**Recorded data:**
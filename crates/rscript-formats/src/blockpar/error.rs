//! BlockPar error types

use rscript_crypto::CryptoError;
use thiserror::Error;

/// BlockPar-specific error type
#[derive(Debug, Error)]
pub enum BlockParError {
    /// No entry carries the requested name
    #[error("key not found: {0:?}")]
    KeyNotFound(String),

    /// A dotted path could not be followed down to its last segment
    #[error("path not found: {path:?} (at segment {segment:?})")]
    PathNotFound {
        /// Full dotted path requested
        path: String,
        /// Segment that was missing or not a block
        segment: String,
    },

    /// Path resolved to a block where a parameter was expected
    #[error("not a parameter: {0:?}")]
    NotAParameter(String),

    /// Path resolved to a parameter where a block was expected
    #[error("not a block: {0:?}")]
    NotABlock(String),

    /// Operation the document model does not provide
    #[error("unsupported operation: {0}")]
    UnsupportedOperation(&'static str),

    /// Entry kind byte other than 1 (param) or 2 (block)
    #[error("invalid entry kind: {0}")]
    InvalidEntryKind(u8),

    /// Entry with no content cannot be serialized
    #[error("entry {0:?} has undefined content")]
    UndefinedEntry(String),

    /// Wide string is not valid UTF-16
    #[error("invalid UTF-16 string at offset {0}")]
    InvalidWideString(u64),

    /// Stream ended inside a structure
    #[error("unexpected end of data: {0}")]
    UnexpectedEof(&'static str),

    /// Nesting exceeded the configured limit
    #[error("nesting depth exceeds limit of {0}")]
    NestingTooDeep(usize),

    /// Heredoc value without its closing marker
    #[error("heredoc starting at line {line} is not terminated")]
    UnterminatedHeredoc {
        /// Line holding the `<<<` marker
        line: usize,
    },

    /// Parameter value the text format cannot hold, such as a heredoc
    /// containing its own `>>>` terminator line
    #[error("value of {0:?} cannot be written as text")]
    UnrepresentableValue(String),

    /// Text could not be decoded or encoded in the configured encoding
    #[error("text encoding error: {0}")]
    Encoding(String),

    /// Compressed frame magic is neither `ZL01` nor `ZL02`
    #[error("invalid compression magic: expected ZL01 or ZL02, got {0:02X?}")]
    InvalidMagic([u8; 4]),

    /// Archive shorter than its fixed header
    #[error("archive too short: {0} bytes")]
    ArchiveTooShort(usize),

    /// Decompression failed
    #[error("decompression failed: {0}")]
    DecompressionFailed(String),

    /// Compression failed
    #[error("compression error: {0}")]
    CompressionError(String),

    /// Archive payload failed its integrity check
    #[error("integrity check failed: {0}")]
    Integrity(#[from] CryptoError),

    /// I/O error
    #[error("I/O error: {0}")]
    Io(#[from] std::io::Error),

    /// Binary parsing error
    #[error("binary parsing error: {0}")]
    BinRw(#[from] binrw::Error),
}

impl BlockParError {
    /// Whether the error comes from looking up or traversing a document,
    /// as opposed to reading or writing one
    pub fn is_lookup(&self) -> bool {
        matches!(
            self,
            Self::KeyNotFound(_)
                | Self::PathNotFound { .. }
                | Self::NotAParameter(_)
                | Self::NotABlock(_)
        )
    }
}

/// Result type for BlockPar operations
pub type BlockParResult<T> = Result<T, BlockParError>;
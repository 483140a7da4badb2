//! Space Rangers document converter.
//!
//! This crate drives the `rscript-formats` codecs from the command line,
//! converting between the three on-disk forms of a BlockPar document:
//! - encrypted `.dat` archives
//! - binary documents (plain or grouped layout)
//! - Windows-1251 text dumps
//!
//! It can also split brace-structured code listings into text dumps.
//!
//! # Architecture
//!
//! - `config`: argument and environment parsing, validation
//! - `commands`: one conversion per subcommand
//! - `error`: configuration and conversion errors
//!
//! # Example
//!
//! ```no_run
//! use rscript_cli::{CliConfig, commands};
//!
//! fn main() -> anyhow::Result<()> {
//!     tracing_subscriber::fmt::init();
//!
//!     let config = CliConfig::from_args();
//!     config.validate()?;
//!
//!     let document = commands::run(&config)?;
//!     println!("{} top-level entries", document.len());
//!     Ok(())
//! }
//! ```

#![warn(missing_docs)]
#![cfg_attr(test, allow(clippy::unwrap_used))]

pub mod commands;
pub mod config;
pub mod error;

pub use config::{CliConfig, Command};
pub use error::{CliError, ConfigError};
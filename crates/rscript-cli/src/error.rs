//! Error types for the converter.

use rscript_formats::blockpar::BlockParError;
use std::path::PathBuf;
use thiserror::Error;

/// Configuration-related errors.
#[derive(Debug, Error)]
pub enum ConfigError {
    /// Encoding label not known to the WHATWG encoding standard
    #[error("Unknown text encoding: {0}")]
    UnknownEncoding(String),

    /// Log level string that is not a tracing level
    #[error("Invalid log level '{0}': expected trace, debug, info, warn or error")]
    InvalidLogLevel(String),

    /// Input file does not exist
    #[error("Input file not found: {}", .0.display())]
    MissingInput(PathBuf),

    /// Output would overwrite the input
    #[error("Output path is the same as the input: {}", .0.display())]
    SameInputOutput(PathBuf),
}

/// Conversion errors.
#[derive(Debug, Error)]
pub enum CliError {
    /// Configuration error
    #[error("Configuration error: {0}")]
    Config(#[from] ConfigError),

    /// Reading or writing a document failed
    #[error("Failed to convert {}: {source}", path.display())]
    Convert {
        /// File being read or written
        path: PathBuf,
        /// Underlying document error
        #[source]
        source: BlockParError,
    },

    /// Failed to read a code listing
    #[error("Failed to read {}: {source}", path.display())]
    Read {
        /// File being read
        path: PathBuf,
        /// Underlying I/O error
        #[source]
        source: std::io::Error,
    },
}

#[cfg(test)]
mod tests {
    use super::*;

    #[test]
    fn test_error_messages() {
        let err = ConfigError::UnknownEncoding("klingon".to_string());
        assert_eq!(err.to_string(), "Unknown text encoding: klingon");

        let err: CliError = ConfigError::MissingInput(PathBuf::from("main.dat")).into();
        assert_eq!(
            err.to_string(),
            "Configuration error: Input file not found: main.dat"
        );
    }

    #[test]
    fn test_convert_error_keeps_source() {
        let err = CliError::Convert {
            path: PathBuf::from("main.dat"),
            source: BlockParError::ArchiveTooShort(3),
        };
        assert!(err.to_string().contains("archive too short"));
        assert!(std::error::Error::source(&err).is_some());
    }
}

**Work to be completed:**
Copy the records above exactly, please, but only from the first line through the line containing "its last segment".

**Completed task:**
filename crates/rscript-formats/src/blockpar/error.rs
//! BlockPar error types

use rscript_crypto::CryptoError;
use thiserror::Error;

/// BlockPar-specific error type
#[derive(Debug, Error)]
pub enum BlockParError {
    /// No entry carries the requested name
    #[error("key not found: {0:?}")]
    KeyNotFound(String),

    /// A dotted path could not be followed down to its last segment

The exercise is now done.